Tradizioni e cultura17 dicembre 2019

La città sovietica – Parte I

Viaggio nelle tipologie abitative all’epoca socialismo reale in Moldova

La città sovietica – Parte I

A quasi trent’anni dall’indipendenza, il patrimonio immobiliare urbano di Chişinău (ma potremo dire la stessa cosa per il resto della Moldova) risulta ancora composto in buona parte da edifici costruiti durante il periodo sovietico.

I modelli abitativi seguono, come nel resto dell’Unione Sovietica, la distinzione relativa alle varie fasi politiche: stalinki, khrushchevki, brezhnevki non sono altro che tipologie edilizie che testimoniano le idee sociali dei leader che si sono succeduti al Cremlino e che custodiscono la storia del “collettivismo sovietico”.

L’edilizia residenziale sovietica non ha rappresentato solo un insieme di edifici simbolo di un’epoca, ma è stata anche un veicolo di consenso e di propaganda politica, oltre che d’identità, soprattutto nelle Repubbliche più periferiche. 

Dopo la rivoluzione, eliminata la proprietà privata, il patrimonio immobiliare venne trasferito interamente allo Stato. Sono anni difficili in cui la gente arrivava nelle città in cerca di un modo per sopravvivere. Se trovavano lavoro, i nuovi arrivati potevano farsi assegnare una stanza in un appartamento comunitario (kommunalka), condividendo cucina, corridoio e gabinetto. La vita nelle kommunalki rappresenta un aspetto che caratterizza l’URSS e la disillusione una volta affievolite le iniziali passioni ideali. E’ una tipologia edilizia che attraversa tutta l’epoca sovietica. Non è uno stile di vita esaltante, ma comunque ha funzionato: la coabitazione con estranei nello stesso appartamento è stato un fenomeno unico e tipicamente sovietico, contadini diventavano coinquilini di intellettuali, l'ideologia ufficiale non ammetteva distinzioni di classe.

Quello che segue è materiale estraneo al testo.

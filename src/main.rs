use std::sync::Arc;

use clap::{Parser, Subcommand};
use dotenv::dotenv;
use log::info;
use rust_decimal::Decimal;
use serde::Serialize;

use eth_whale_intel::{
    DiscoveryRequest, ExplorerClient, ExplorerConfig, KnownEntityRegistry, RateLimiter,
    WhaleConfig, WhaleDetector,
};

/// Whale intelligence over the Etherscan API
#[derive(Parser, Debug)]
#[command(name = "eth_whale_intel", version = env!("CARGO_PKG_VERSION"))]
struct Cli {
    #[command(subcommand)]
    command: Command,
}

#[derive(Subcommand, Debug)]
enum Command {
    /// ETH balance of an address
    Balance { address: String },
    /// One page of normal transactions
    Transactions {
        address: String,
        #[arg(long)]
        start_block: Option<u64>,
        #[arg(long)]
        end_block: Option<u64>,
        #[arg(long, default_value_t = 1)]
        page: u32,
        #[arg(long, default_value_t = 10)]
        page_size: u32,
    },
    /// One page of ERC-20 transfers
    Tokens {
        address: String,
        #[arg(long)]
        contract: Option<String>,
        #[arg(long, default_value_t = 1)]
        page: u32,
        #[arg(long, default_value_t = 10)]
        page_size: u32,
    },
    /// ABI of a verified contract
    Abi { address: String },
    /// Current gas oracle prices
    Gas,
    /// Full whale profile with activity and risk scores
    Analyze { address: String },
    /// Whale tier from the balance alone
    Class { address: String },
    /// Rank 2 to 10 addresses against each other
    Compare { addresses: Vec<String> },
    /// Large transfers around known addresses
    Movements {
        #[arg(long, default_value = "100")]
        min_eth: Decimal,
    },
    /// Whales found among the counterparties of known addresses
    Discover {
        #[arg(long, default_value = "1000")]
        min_balance: Decimal,
        #[arg(long)]
        min_tx_eth: Option<Decimal>,
        #[arg(long)]
        start_block: Option<u64>,
        #[arg(long)]
        end_block: Option<u64>,
    },
    /// Deposits to and withdrawals from known exchanges
    Exchanges {
        #[arg(long, default_value = "500")]
        min_amount: Decimal,
    },
}

#[tokio::main]
async fn main() -> Result<(), Box<dyn std::error::Error>> {
    // Load environment variables
    dotenv().ok();
    env_logger::init();

    let cli = Cli::parse();

    let explorer_config = ExplorerConfig::load_from_env()?;
    let whale_config = WhaleConfig::load_from_env()?;
    info!("Using {:?}", explorer_config);

    let rate_limiter = Arc::new(RateLimiter::per_second(explorer_config.requests_per_second));
    let client = Arc::new(ExplorerClient::from_config(&explorer_config, rate_limiter)?);
    let registry = match &whale_config.known_entities_path {
        Some(path) => KnownEntityRegistry::builtin_with_file(path)?,
        None => KnownEntityRegistry::builtin(),
    };
    let detector = WhaleDetector::new(client, registry, whale_config);

    match cli.command {
        Command::Balance { address } => print(&detector.check_balance(&address).await?),
        Command::Transactions {
            address,
            start_block,
            end_block,
            page,
            page_size,
        } => print(
            &detector
                .get_transactions(&address, start_block, end_block, page, page_size)
                .await?,
        ),
        Command::Tokens {
            address,
            contract,
            page,
            page_size,
        } => print(
            &detector
                .get_token_transfers(&address, contract.as_deref(), page, page_size)
                .await?,
        ),
        Command::Abi { address } => print(&detector.get_contract_abi(&address).await?),
        Command::Gas => print(&detector.get_gas_prices().await?),
        Command::Analyze { address } => print(&detector.analyze_whale(&address).await?),
        Command::Class { address } => print(&detector.detect_whale_class(&address).await?),
        Command::Compare { addresses } => print(&detector.compare_whales(&addresses).await?),
        Command::Movements { min_eth } => {
            print(&detector.discover_whale_movements(min_eth).await?)
        }
        Command::Discover {
            min_balance,
            min_tx_eth,
            start_block,
            end_block,
        } => {
            let request = DiscoveryRequest {
                min_balance_eth: min_balance,
                min_tx_value_eth: min_tx_eth,
                start_block,
                end_block,
            };
            print(&detector.discover_top_whales(&request).await?)
        }
        Command::Exchanges { min_amount } => {
            print(&detector.track_exchange_whales(min_amount).await?)
        }
    }
}

fn print<T: Serialize>(value: &T) -> Result<(), Box<dyn std::error::Error>> {
    println!("{}", serde_json::to_string_pretty(value)?);
    Ok(())
}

Nei primi piani quinquennali (1928-1936), il processo di collettivizzazione e industrializzazione si scontra con le avanguardie architettoniche originate nell’ambiente culturale che precede la rivoluzione: il conflitto politico tra centralizzazione e decentramento urbano si risolve facendo naufragare il messaggio innovativo delle ricerche per la città moderna, più probabilmente per la mancanza di effettive capacità tecnologiche del Paese.

Il Piano di ricostruzione di Mosca (1932-1935), inaugura il nuovo corso politico diventando un modello d’intervento applicabile su scala nazionale e in definitiva un piano attuativo dell’utopia socialista in forma di spazio urbano. Gli interventi architettonici, in particolare quelli riferiti ad attrezzature collettive nei nuovi quartieri operai, sono da attribuire a politiche isolate di pianificazione urbana e non alla sfera statale che appare ancora frammentata: molte di queste opere, in alcuni casi veri e propri capolavori del “movimento moderno”, sono affidate ai più importanti architetti e urbanisti dell’epoca tra cui Le Corbusier, Albert Kahn, Bruno Taut, Ernst May con la “Brigata May”, di cui faceva parte Mart Stam, giusto per citarne alcuni.

Le distruzioni subite dalle città dell’URSS nella guerra mondiale condizionano il dibattito sulla ricostruzione: le trasformazioni sociali determinano una crescente urbanizzazione e causano problemi abitativi e igienici, per l’impegno delle energie statali nell’industrializzazione del Paese. Nei villaggi operai, presso le fabbriche o nelle aree urbane periferiche, vennero realizzate le stalinki, edifici i cui appartamenti avevano stanze comunicanti, talvolta privi di bagno, e la quasi assenza di elementi decorativi superflui.

Esistono anche altre stalinki, realizzate tra il ’30 e ’50, in stile neoclassico, destinate all’élite della nomenklatura (funzionari di partito, dell’esercito o dei servizi segreti, dell’intellighenzia): a differenza di quelle popolari, la caratteristica principale è data dalla monumentalità e dalle dimensione degli appartamenti, composti da più camere, soffitti alti, muri spessi e l’uso del mattone per le facciate. Le planimetrie erano ottimamente progettate: le dimensioni delle stanze erano grandi, dai 15 ai 25 mq, e talvolta persino 30, e in molti appartamenti erano previsti locali a uso studio, cucine spaziose, servizi igienici doppi.

Di solito gli edifici “dirigenziali” erano intonacati e decorati con stucchi, eretti nel centro città, in prossimità di piazze. Questi edifici erano una testimonianza dei ruoli sociali dell’epoca: l’uguaglianza proclamata esteriormente in realtà era una rappresentazione della società rigorosamente divisa in due classi distinte.

La morte di Stalin avrà ripercussioni anche sulle vicende architettoniche e urbanistiche dell’Unione Sovietica.